**Task description:** Reproduce every entry exactly as shown.

**The data:**
//! Tree removal with bounded retries

use crate::error::{SparkleError, SparkleResult};
use std::io;
use std::path::Path;
use std::time::Duration;
use tracing::{debug, warn};
use walkdir::WalkDir;

/// Retry policy for [`robust_remove_with`]
#[derive(Debug, Clone, Copy)]
pub struct RemovePolicy {
    pub attempts: u32,
    pub delay: Duration,
}

impl Default for RemovePolicy {
    fn default() -> Self {
        Self {
            attempts: 3,
            delay: Duration::from_secs(1),
        }
    }
}

/// Remove a file or directory tree, retrying with the default policy
pub async fn robust_remove(path: &Path) -> SparkleResult<()> {
    robust_remove_with(path, RemovePolicy::default()).await
}

/// Remove a file or directory tree.
///
/// A missing path is success. Between attempts read-only attributes are
/// cleared across the whole tree; after `policy.attempts` failures the last
/// OS error is returned as [`SparkleError::RemoveFailed`].
pub async fn robust_remove_with(path: &Path, policy: RemovePolicy) -> SparkleResult<()> {
    let attempts = policy.attempts.max(1);
    let mut last_error = None;

    for attempt in 1..=attempts {
        match remove_once(path).await {
            Ok(()) => {
                debug!("Removed {}", path.display());
                return Ok(());
            }
            Err(e) if e.kind() == io::ErrorKind::NotFound => return Ok(()),
            Err(e) => {
                warn!(
                    "Attempt {}/{} to remove {} failed: {}",
                    attempt,
                    attempts,
                    path.display(),
                    e
                );
                last_error = Some(e);
                if attempt < attempts {
                    let target = path.to_path_buf();
                    let _ = tokio::task::spawn_blocking(move || make_writable(&target)).await;
                    tokio::time::sleep(policy.delay).await;
                }
            }
        }
    }

    Err(SparkleError::RemoveFailed {
        path: path.to_path_buf(),
        attempts,
        source: last_error.unwrap_or_else(|| io::Error::other("removal failed")),
    })
}

async fn remove_once(path: &Path) -> io::Result<()> {
    let meta = tokio::fs::symlink_metadata(path).await?;
    if meta.is_dir() {
        tokio::fs::remove_dir_all(path).await
    } else {
        tokio::fs::remove_file(path).await
    }
}

/// Recursively clear read-only attributes under `path`.
///
/// Directories are visited before their contents so locked directories
/// become listable on the way down. Individual failures are ignored.
pub fn make_writable(path: &Path) {
    for entry in WalkDir::new(path).follow_links(false).into_iter().flatten() {
        if entry.path_is_symlink() {
            continue;
        }
        let _ = clear_readonly(entry.path());
    }
}

/// Grant the owner write access (and traversal, for directories)
pub(super) fn clear_readonly(path: &Path) -> io::Result<()> {
    let meta = std::fs::symlink_metadata(path)?;
    if meta.file_type().is_symlink() {
        return Ok(());
    }

    #[cfg(unix)]
    {
        use std::os::unix::fs::PermissionsExt;
        let mode = meta.permissions().mode();
        let wanted = if meta.is_dir() { mode | 0o700 } else { mode | 0o600 };
        if wanted != mode {
            std::fs::set_permissions(path, std::fs::Permissions::from_mode(wanted))?;
        }
    }

    #[cfg(not(unix))]
    {
        let mut perms = meta.permissions();
        if perms.readonly() {
            #[allow(clippy::permissions_set_readonly_false)]
            perms.set_readonly(false);
            std::fs::set_permissions(path, perms)?;
        }
    }

    Ok(())
}

#[cfg(test)]
mod tests {
    use super::*;
    use tempfile::TempDir;

    fn fast() -> RemovePolicy {
        RemovePolicy {
            attempts: 3,
            delay: Duration::from_millis(10),
        }
    }

    #[tokio::test]
    async fn remove_missing_path_is_ok() {
        let temp = TempDir::new().unwrap();
        robust_remove_with(&temp.path().join("nope"), fast()).await.unwrap();
    }

    #[tokio::test]
    async fn remove_single_file() {
        let temp = TempDir::new().unwrap();
        let file = temp.path().join("a.txt");
        std::fs::write(&file, b"x").unwrap();

        robust_remove_with(&file, fast()).await.unwrap();
        assert!(!file.exists());
    }

    #[cfg(unix)]
    #[tokio::test]
    async fn remove_tree_with_readonly_entries() {
        use std::os::unix::fs::PermissionsExt;

        let temp = TempDir::new().unwrap();
        let root = temp.path().join("build_cache");
        let locked = root.join("locked");
        std::fs::create_dir_all(&locked).unwrap();
        std::fs::write(locked.join("inner.txt"), b"x").unwrap();
        std::fs::write(root.join("readonly.txt"), b"x").unwrap();

        std::fs::set_permissions(root.join("readonly.txt"), std::fs::Permissions::from_mode(0o444)).unwrap();
        std::fs::set_permissions(&locked, std::fs::Permissions::from_mode(0o555)).unwrap();

        robust_remove_with(&root, fast()).await.unwrap();
        assert!(!root.exists());
    }

    #[cfg(unix)]
    #[test]
    fn make_writable_restores_owner_bits() {
        use std::os::unix::fs::PermissionsExt;

        let temp = TempDir::new().unwrap();
        let file = temp.path().join("ro.bin");
        std::fs::write(&file, b"x").unwrap();
        std::fs::set_permissions(&file, std::fs::Permissions::from_mode(0o444)).unwrap();

        make_writable(temp.path());

        let mode = std::fs::metadata(&file).unwrap().permissions().mode();
        assert_eq!(mode & 0o200, 0o200);
    }
}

**Task response:**
//! Tree removal with bounded retries

use crate::error::{SparkleError, SparkleResult};
use std::io;
use std::path::Path;
use std::time::Duration;
use tracing::{debug, warn};
use walkdir::WalkDir;

/// Retry policy for [`robust_remove_with`]
#[derive(Debug, Clone, Copy)]
pub struct RemovePolicy {
    pub attempts: u32,
    pub delay: Duration,
}

impl Default for RemovePolicy {
    fn default() -> Self {
        Self {
            attempts: 3,
            delay: Duration::from_secs(1),
        }
    }
}

/// Remove a file or directory tree, retrying with the default policy
pub async fn robust_remove(path: &Path) -> SparkleResult<()> {
    robust_remove_with(path, RemovePolicy::default()).await
}

/// Remove a file or directory tree.
///
/// A missing path is success. Between attempts read-only attributes are
/// cleared across the whole tree; after `policy.attempts` failures the last
/// OS error is returned as [`SparkleError::RemoveFailed`].
pub async fn robust_remove_with(path: &Path, policy: RemovePolicy) -> SparkleResult<()> {
    let attempts = policy.attempts.max(1);
    let mut last_error = None;

    for attempt in 1..=attempts {
        match remove_once(path).await {
            Ok(()) => {
                debug!("Removed {}", path.display());
                return Ok(());
            }
            Err(e) if e.kind() == io::ErrorKind::NotFound => return Ok(()),
            Err(e) => {
                warn!(
                    "Attempt {}/{} to remove {} failed: {}",
                    attempt,
                    attempts,
                    path.display(),
                    e
                );
                last_error = Some(e);
                if attempt < attempts {
                    let target = path.to_path_buf();
                    let _ = tokio::task::spawn_blocking(move || make_writable(&target)).await;
                    tokio::time::sleep(policy.delay).await;
                }
            }
        }
    }

    Err(SparkleError::RemoveFailed {
        path: path.to_path_buf(),
        attempts,
        source: last_error.unwrap_or_else(|| io::Error::other("removal failed")),
    })
}

async fn remove_once(path: &Path) -> io::Result<()> {
    let meta = tokio::fs::symlink_metadata(path).await?;
    if meta.is_dir() {
        tokio::fs::remove_dir_all(path).await
    } else {
        tokio::fs::remove_file(path).await
    }
}

/// Recursively clear read-only attributes under `path`.
///
/// Directories are visited before their contents so locked directories
/// become listable on the way down. Individual failures are ignored.
pub fn make_writable(path: &Path) {
    for entry in WalkDir::new(path).follow_links(false).into_iter().flatten() {
        if entry.path_is_symlink() {
            continue;
        }
        let _ = clear_readonly(entry.path());
    }
}

/// Grant the owner write access (and traversal, for directories)
pub(super) fn clear_readonly(path: &Path) -> io::Result<()> {
    let meta = std::fs::symlink_metadata(path)?;
    if meta.file_type().is_symlink() {
        return Ok(());
    }

    #[cfg(unix)]
    {
        use std::os::unix::fs::PermissionsExt;
        let mode = meta.permissions().mode();
        let wanted = if meta.is_dir() { mode | 0o700 } else { mode | 0o600 };
        if wanted != mode {
            std::fs::set_permissions(path, std::fs::Permissions::from_mode(wanted))?;
        }
    }

    #[cfg(not(unix))]
    {
        let mut perms = meta.permissions();
        if perms.readonly() {
            #[allow(clippy::permissions_set_readonly_false)]
            perms.set_readonly(false);
            std::fs::set_permissions(path, perms)?;
        }
    }

    Ok(())
}

#[cfg(test)]
mod tests {
    use super::*;
    use tempfile::TempDir;

    fn fast() -> RemovePolicy {
        RemovePolicy {
            attempts: 3,
            delay: Duration::from_millis(10),
        }
    }

    #[tokio::test]
    async fn remove_missing_path_is_ok() {
        let temp = TempDir::new().unwrap();
        robust_remove_with(&temp.path().join("nope"), fast()).await.unwrap();
    }

    #[tokio::test]
    async fn remove_single_file() {
        let temp = TempDir::new().unwrap();
        let file = temp.path().join("a.txt");
        std::fs::write(&file, b"x").unwrap();

        robust_remove_with(&file, fast()).await.unwrap();
        assert!(!file.exists());
    }

    #[cfg(unix)]
    #[tokio::test]
    async fn remove_tree_with_readonly_entries() {
        use std::os::unix::fs::PermissionsExt;

        let temp = TempDir::new().unwrap();
        let root = temp.path().join("build_cache");
        let locked = root.join("locked");
        std::fs::create_dir_all(&locked).unwrap();
        std::fs::write(locked.join("inner.txt"), b"x").unwrap();
        std::fs::write(root.join("readonly.txt"), b"x").unwrap();

        std::fs::set_permissions(root.join("readonly.txt"), std::fs::Permissions::from_mode(0o444)).unwrap();
        std::fs::set_permissions(&locked, std::fs::Permissions::from_mode(0o555)).unwrap();

        robust_remove_with(&root, fast()).await.unwrap();
        assert!(!root.exists());
    }

    #[cfg(unix)]
    #[test]
    fn make_writable_restores_owner_bits() {
        use std::os::unix::fs::PermissionsExt;

        let temp = TempDir::new().unwrap();
        let file = temp.path().join("ro.bin");
        std::fs::write(&file, b"x").unwrap();
        std::fs::set_permissions(&file, std::fs::Permissions::from_mode(0o444)).unwrap();

        make_writable(temp.path());

        let mode = std::fs::metadata(&file).unwrap().permissions().mode();
        assert_eq!(mode & 0o200, 0o200);
    }
}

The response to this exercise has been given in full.